• WHAT THIS TASK INVOLVES: A single figure is the whole answer: the number of lines in the entries that contain "move".

▶

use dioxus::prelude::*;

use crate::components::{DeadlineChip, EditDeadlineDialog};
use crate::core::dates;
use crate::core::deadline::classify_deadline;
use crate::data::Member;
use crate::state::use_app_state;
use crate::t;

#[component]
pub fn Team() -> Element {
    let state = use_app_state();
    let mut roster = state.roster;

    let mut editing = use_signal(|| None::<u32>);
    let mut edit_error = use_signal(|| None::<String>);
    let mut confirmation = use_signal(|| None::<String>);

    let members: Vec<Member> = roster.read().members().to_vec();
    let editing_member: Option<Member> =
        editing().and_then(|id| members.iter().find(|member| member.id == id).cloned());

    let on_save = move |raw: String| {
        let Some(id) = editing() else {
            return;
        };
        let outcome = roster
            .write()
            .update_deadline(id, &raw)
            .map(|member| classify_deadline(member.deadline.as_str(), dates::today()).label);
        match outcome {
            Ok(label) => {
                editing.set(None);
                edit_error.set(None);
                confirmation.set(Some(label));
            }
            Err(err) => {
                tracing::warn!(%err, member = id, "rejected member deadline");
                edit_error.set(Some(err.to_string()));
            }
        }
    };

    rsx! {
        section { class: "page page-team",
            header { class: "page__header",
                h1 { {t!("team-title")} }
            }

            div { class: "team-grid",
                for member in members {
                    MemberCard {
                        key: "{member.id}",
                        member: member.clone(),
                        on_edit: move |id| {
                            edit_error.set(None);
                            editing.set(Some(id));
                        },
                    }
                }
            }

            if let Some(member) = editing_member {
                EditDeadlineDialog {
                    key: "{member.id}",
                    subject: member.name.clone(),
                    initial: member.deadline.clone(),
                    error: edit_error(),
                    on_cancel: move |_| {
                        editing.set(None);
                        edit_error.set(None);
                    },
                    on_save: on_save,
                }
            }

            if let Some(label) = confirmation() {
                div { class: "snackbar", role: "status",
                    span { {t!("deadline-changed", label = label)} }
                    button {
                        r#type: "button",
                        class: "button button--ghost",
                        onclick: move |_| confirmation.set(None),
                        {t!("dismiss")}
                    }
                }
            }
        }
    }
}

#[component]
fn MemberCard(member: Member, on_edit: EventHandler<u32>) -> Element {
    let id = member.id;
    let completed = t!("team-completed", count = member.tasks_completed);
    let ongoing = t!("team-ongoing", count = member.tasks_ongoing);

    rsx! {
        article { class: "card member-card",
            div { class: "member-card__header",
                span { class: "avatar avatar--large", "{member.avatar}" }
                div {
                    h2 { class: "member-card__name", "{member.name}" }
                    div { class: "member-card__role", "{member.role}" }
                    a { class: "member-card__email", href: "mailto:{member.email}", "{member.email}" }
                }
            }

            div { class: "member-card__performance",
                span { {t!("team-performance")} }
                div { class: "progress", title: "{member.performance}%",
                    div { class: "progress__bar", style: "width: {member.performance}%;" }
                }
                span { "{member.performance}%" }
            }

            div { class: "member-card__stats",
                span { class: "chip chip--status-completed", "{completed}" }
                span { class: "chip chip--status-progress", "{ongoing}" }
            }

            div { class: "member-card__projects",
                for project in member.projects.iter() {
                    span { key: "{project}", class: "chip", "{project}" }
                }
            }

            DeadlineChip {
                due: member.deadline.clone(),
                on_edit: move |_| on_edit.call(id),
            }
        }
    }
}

◀
▶

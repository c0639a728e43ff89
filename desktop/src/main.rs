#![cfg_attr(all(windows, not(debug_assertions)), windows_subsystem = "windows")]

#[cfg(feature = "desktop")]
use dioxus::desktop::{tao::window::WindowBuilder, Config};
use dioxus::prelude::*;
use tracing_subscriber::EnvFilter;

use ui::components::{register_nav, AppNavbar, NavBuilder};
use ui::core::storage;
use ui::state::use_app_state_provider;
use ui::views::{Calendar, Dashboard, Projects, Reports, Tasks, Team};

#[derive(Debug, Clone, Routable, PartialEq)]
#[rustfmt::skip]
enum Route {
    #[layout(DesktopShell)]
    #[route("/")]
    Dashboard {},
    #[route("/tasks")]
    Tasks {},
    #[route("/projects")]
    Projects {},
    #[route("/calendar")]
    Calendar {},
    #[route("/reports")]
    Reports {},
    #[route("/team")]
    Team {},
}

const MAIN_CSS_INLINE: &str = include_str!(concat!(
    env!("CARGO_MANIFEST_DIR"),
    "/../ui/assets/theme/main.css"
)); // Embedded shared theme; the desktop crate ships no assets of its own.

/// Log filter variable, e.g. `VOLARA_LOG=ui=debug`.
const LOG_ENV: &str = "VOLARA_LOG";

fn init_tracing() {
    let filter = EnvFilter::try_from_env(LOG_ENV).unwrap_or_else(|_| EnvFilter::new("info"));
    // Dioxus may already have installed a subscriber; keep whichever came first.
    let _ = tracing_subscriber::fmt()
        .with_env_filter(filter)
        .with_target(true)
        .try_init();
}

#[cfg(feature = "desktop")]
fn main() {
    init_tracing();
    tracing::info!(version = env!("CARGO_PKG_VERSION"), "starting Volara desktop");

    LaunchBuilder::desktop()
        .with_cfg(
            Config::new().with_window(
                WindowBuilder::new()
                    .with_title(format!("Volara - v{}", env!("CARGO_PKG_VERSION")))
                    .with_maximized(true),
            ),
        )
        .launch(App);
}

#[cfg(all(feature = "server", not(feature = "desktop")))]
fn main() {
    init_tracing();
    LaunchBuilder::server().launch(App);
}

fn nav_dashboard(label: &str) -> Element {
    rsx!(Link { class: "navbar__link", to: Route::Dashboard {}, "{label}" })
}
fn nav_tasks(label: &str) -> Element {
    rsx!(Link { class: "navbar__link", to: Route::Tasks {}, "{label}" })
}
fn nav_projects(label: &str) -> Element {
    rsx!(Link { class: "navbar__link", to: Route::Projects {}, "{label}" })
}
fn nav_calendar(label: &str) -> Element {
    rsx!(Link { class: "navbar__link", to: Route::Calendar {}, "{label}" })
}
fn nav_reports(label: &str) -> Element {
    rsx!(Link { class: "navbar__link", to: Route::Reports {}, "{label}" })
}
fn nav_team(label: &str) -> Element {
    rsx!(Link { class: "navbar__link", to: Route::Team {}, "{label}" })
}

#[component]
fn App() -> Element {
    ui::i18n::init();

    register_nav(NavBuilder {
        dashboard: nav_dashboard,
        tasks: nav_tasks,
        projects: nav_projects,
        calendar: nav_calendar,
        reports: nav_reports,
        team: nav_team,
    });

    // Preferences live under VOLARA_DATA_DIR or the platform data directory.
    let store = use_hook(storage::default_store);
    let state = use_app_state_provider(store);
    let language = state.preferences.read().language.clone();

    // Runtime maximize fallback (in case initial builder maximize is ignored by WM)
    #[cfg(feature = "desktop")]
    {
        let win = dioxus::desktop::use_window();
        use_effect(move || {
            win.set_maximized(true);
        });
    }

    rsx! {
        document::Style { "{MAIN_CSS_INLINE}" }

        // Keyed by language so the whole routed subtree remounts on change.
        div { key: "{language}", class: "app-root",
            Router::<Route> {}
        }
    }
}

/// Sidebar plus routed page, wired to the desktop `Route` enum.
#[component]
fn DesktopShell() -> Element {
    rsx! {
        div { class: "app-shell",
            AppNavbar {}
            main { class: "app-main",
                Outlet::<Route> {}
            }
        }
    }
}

◀
▶

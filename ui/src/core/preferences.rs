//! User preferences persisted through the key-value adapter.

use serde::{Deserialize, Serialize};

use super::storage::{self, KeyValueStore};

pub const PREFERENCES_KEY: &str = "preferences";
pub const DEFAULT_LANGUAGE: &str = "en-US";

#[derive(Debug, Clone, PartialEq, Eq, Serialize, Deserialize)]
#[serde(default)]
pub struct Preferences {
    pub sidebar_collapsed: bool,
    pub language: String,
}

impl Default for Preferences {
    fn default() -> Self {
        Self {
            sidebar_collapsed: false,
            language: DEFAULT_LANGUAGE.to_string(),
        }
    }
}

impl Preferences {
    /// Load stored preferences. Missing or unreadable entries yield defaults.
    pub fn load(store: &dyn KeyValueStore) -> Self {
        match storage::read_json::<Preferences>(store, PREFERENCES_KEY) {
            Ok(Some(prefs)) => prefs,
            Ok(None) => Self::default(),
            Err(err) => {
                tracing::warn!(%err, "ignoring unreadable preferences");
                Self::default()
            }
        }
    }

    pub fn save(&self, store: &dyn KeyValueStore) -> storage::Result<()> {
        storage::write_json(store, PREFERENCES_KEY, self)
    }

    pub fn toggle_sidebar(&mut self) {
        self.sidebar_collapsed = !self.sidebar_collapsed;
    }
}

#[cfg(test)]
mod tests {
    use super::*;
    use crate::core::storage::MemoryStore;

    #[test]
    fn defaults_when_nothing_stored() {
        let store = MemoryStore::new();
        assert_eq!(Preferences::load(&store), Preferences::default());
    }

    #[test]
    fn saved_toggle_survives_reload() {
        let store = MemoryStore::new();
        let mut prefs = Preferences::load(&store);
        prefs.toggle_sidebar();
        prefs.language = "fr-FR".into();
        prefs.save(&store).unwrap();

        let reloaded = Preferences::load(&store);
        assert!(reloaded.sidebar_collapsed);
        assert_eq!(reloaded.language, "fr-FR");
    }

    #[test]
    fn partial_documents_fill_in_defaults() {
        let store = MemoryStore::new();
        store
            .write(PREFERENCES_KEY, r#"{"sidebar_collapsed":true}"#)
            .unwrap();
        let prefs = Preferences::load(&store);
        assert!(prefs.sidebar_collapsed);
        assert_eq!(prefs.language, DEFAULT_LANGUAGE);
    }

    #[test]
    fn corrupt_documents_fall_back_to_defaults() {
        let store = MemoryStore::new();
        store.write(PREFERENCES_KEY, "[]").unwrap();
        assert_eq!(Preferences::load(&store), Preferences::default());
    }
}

◀

• EXPECTED OUTPUT: 6